Supplied entries:
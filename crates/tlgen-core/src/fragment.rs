//! Codec fragments.
//!
//! One [`Encode`] and one [`Decode`] node per declared parameter, in declared
//! order. The wire format carries no field tags, so a renderer must emit them
//! in exactly the order given.

use crate::{
    error::ErrorKind,
    map::{FieldType, TypeRef},
};
use derive_more::Display;
use serde::{Deserialize, Serialize};
use tlgen_schema::types::Type;

///
/// Scalar
/// Fixed-width primitive read/written inline.
///

#[derive(Clone, Copy, Debug, Deserialize, Display, Eq, Hash, PartialEq, Serialize)]
pub enum Scalar {
    Bool,
    Int,
    Long,
    Double,
}

impl Scalar {
    #[must_use]
    pub const fn field_type(self) -> FieldType {
        match self {
            Self::Bool => FieldType::Bool,
            Self::Int => FieldType::Int,
            Self::Long => FieldType::Long,
            Self::Double => FieldType::Double,
        }
    }
}

///
/// Blob
/// Length-prefixed byte sequence. Both kinds share one wire shape.
///

#[derive(Clone, Copy, Debug, Deserialize, Display, Eq, Hash, PartialEq, Serialize)]
pub enum Blob {
    Bytes,
    Text,
}

impl Blob {
    #[must_use]
    pub const fn field_type(self) -> FieldType {
        match self {
            Self::Bytes => FieldType::Bytes,
            Self::Text => FieldType::Text,
        }
    }
}

///
/// Element
/// Vector element kinds that have a codec rule.
///

#[derive(Clone, Debug, Deserialize, Eq, Hash, PartialEq, Serialize)]
pub enum Element {
    Scalar(Scalar),
    Blob(Blob),
    Nested(TypeRef),
}

impl Element {
    /// Scalars, strings/bytes and references are the only legal elements.
    pub fn from_type(elem: &Type) -> Result<Self, ErrorKind> {
        let element = match elem {
            Type::Bool => Self::Scalar(Scalar::Bool),
            Type::Int => Self::Scalar(Scalar::Int),
            Type::Long => Self::Scalar(Scalar::Long),
            Type::Double => Self::Scalar(Scalar::Double),
            Type::String => Self::Blob(Blob::Text),
            Type::Bytes | Type::Int128 | Type::Int256 => Self::Blob(Blob::Bytes),
            Type::NamedTypeRef(name) => Self::Nested(TypeRef::base(name)),
            Type::ConstructorRef(predicate) => Self::Nested(TypeRef::constructor(predicate)),
            Type::True
            | Type::FlagsMarker
            | Type::OptionalField { .. }
            | Type::BuiltinVector(_)
            | Type::GenericVector(_)
            | Type::OpaqueBlob => {
                return Err(ErrorKind::UnsupportedVectorElement {
                    elem: elem.to_string(),
                });
            }
        };

        Ok(element)
    }

    #[must_use]
    pub fn field_type(&self) -> FieldType {
        match self {
            Self::Scalar(scalar) => scalar.field_type(),
            Self::Blob(blob) => blob.field_type(),
            Self::Nested(target) => FieldType::Ref(target.clone()),
        }
    }
}

///
/// Presence
/// Test deciding whether an optional field sets its flag bit.
///

#[derive(Clone, Copy, Debug, Deserialize, Display, Eq, Hash, PartialEq, Serialize)]
pub enum Presence {
    /// Booleans: set when true.
    IsTrue,
    /// Numbers: set when non-zero.
    NonZero,
    /// Strings, bytes and sequences: set when non-empty.
    NonEmpty,
    /// References: set when a value is held.
    IsSet,
}

impl Presence {
    pub fn of(ty: &Type) -> Result<Self, ErrorKind> {
        let presence = match ty {
            Type::Bool | Type::True => Self::IsTrue,
            Type::Int | Type::Long | Type::Double => Self::NonZero,
            Type::String
            | Type::Bytes
            | Type::Int128
            | Type::Int256
            | Type::OpaqueBlob
            | Type::BuiltinVector(_)
            | Type::GenericVector(_) => Self::NonEmpty,
            Type::NamedTypeRef(_) | Type::ConstructorRef(_) => Self::IsSet,
            Type::FlagsMarker | Type::OptionalField { .. } => {
                return Err(ErrorKind::UnmappedType { ty: ty.to_string() });
            }
        };

        Ok(presence)
    }
}

///
/// FlagBit
/// One optional field folded into the synthesized flags word.
///

#[derive(Clone, Debug, Deserialize, Eq, PartialEq, Serialize)]
pub struct FlagBit {
    pub field: String,
    pub bit: u32,
    pub presence: Presence,
}

///
/// Encode
///

#[derive(Clone, Debug, Deserialize, Eq, PartialEq, Serialize)]
#[serde(tag = "op", rename_all = "snake_case")]
pub enum Encode {
    Scalar {
        field: String,
        scalar: Scalar,
    },

    Blob {
        field: String,
        blob: Blob,
    },

    /// Build the 32-bit flags word from the presence of each optional field
    /// and write it. Assumes one flags word per message: a second marker
    /// would carry the same bits.
    Flags { bits: Vec<FlagBit> },

    /// `if <presence> { inner }`; `inner` is `None` for bit-only `true` fields.
    Conditional {
        field: String,
        bit: u32,
        presence: Presence,
        inner: Option<Box<Encode>>,
    },

    /// Count then elements; `tagged` writes the generic vector tag first.
    Sequence {
        field: String,
        element: Element,
        tagged: bool,
    },

    /// The value's own self-describing encoding (it writes its own tag).
    Nested { field: String, target: TypeRef },
}

///
/// Decode
///

#[derive(Clone, Debug, Deserialize, Eq, PartialEq, Serialize)]
#[serde(tag = "op", rename_all = "snake_case")]
pub enum Decode {
    Scalar {
        field: String,
        scalar: Scalar,
    },

    Blob {
        field: String,
        blob: Blob,
    },

    /// Read the flags word and keep it for later conditional reads.
    Flags,

    /// `if flags & (1 << bit) != 0 { inner }`; with no `inner` the field is
    /// set to true.
    Conditional {
        field: String,
        bit: u32,
        inner: Option<Box<Decode>>,
    },

    /// Count then elements; `tagged` verifies the generic vector tag first.
    Sequence {
        field: String,
        element: Element,
        tagged: bool,
    },

    /// Decode a fresh instance of `target` from the shared cursor and bind it.
    Nested { field: String, target: TypeRef },
}

impl Encode {
    #[must_use]
    pub fn field(&self) -> Option<&str> {
        match self {
            Self::Scalar { field, .. }
            | Self::Blob { field, .. }
            | Self::Conditional { field, .. }
            | Self::Sequence { field, .. }
            | Self::Nested { field, .. } => Some(field),
            Self::Flags { .. } => None,
        }
    }
}

impl Decode {
    #[must_use]
    pub fn field(&self) -> Option<&str> {
        match self {
            Self::Scalar { field, .. }
            | Self::Blob { field, .. }
            | Self::Conditional { field, .. }
            | Self::Sequence { field, .. }
            | Self::Nested { field, .. } => Some(field),
            Self::Flags => None,
        }
    }
}

///
/// TESTS
///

Your goal: Lines with the word "enum" in them: report all of these from the listing above.

Answer to this exercise:
pub enum Scalar {
pub enum Blob {
pub enum Element {
pub enum Presence {
pub enum Encode {
pub enum Decode {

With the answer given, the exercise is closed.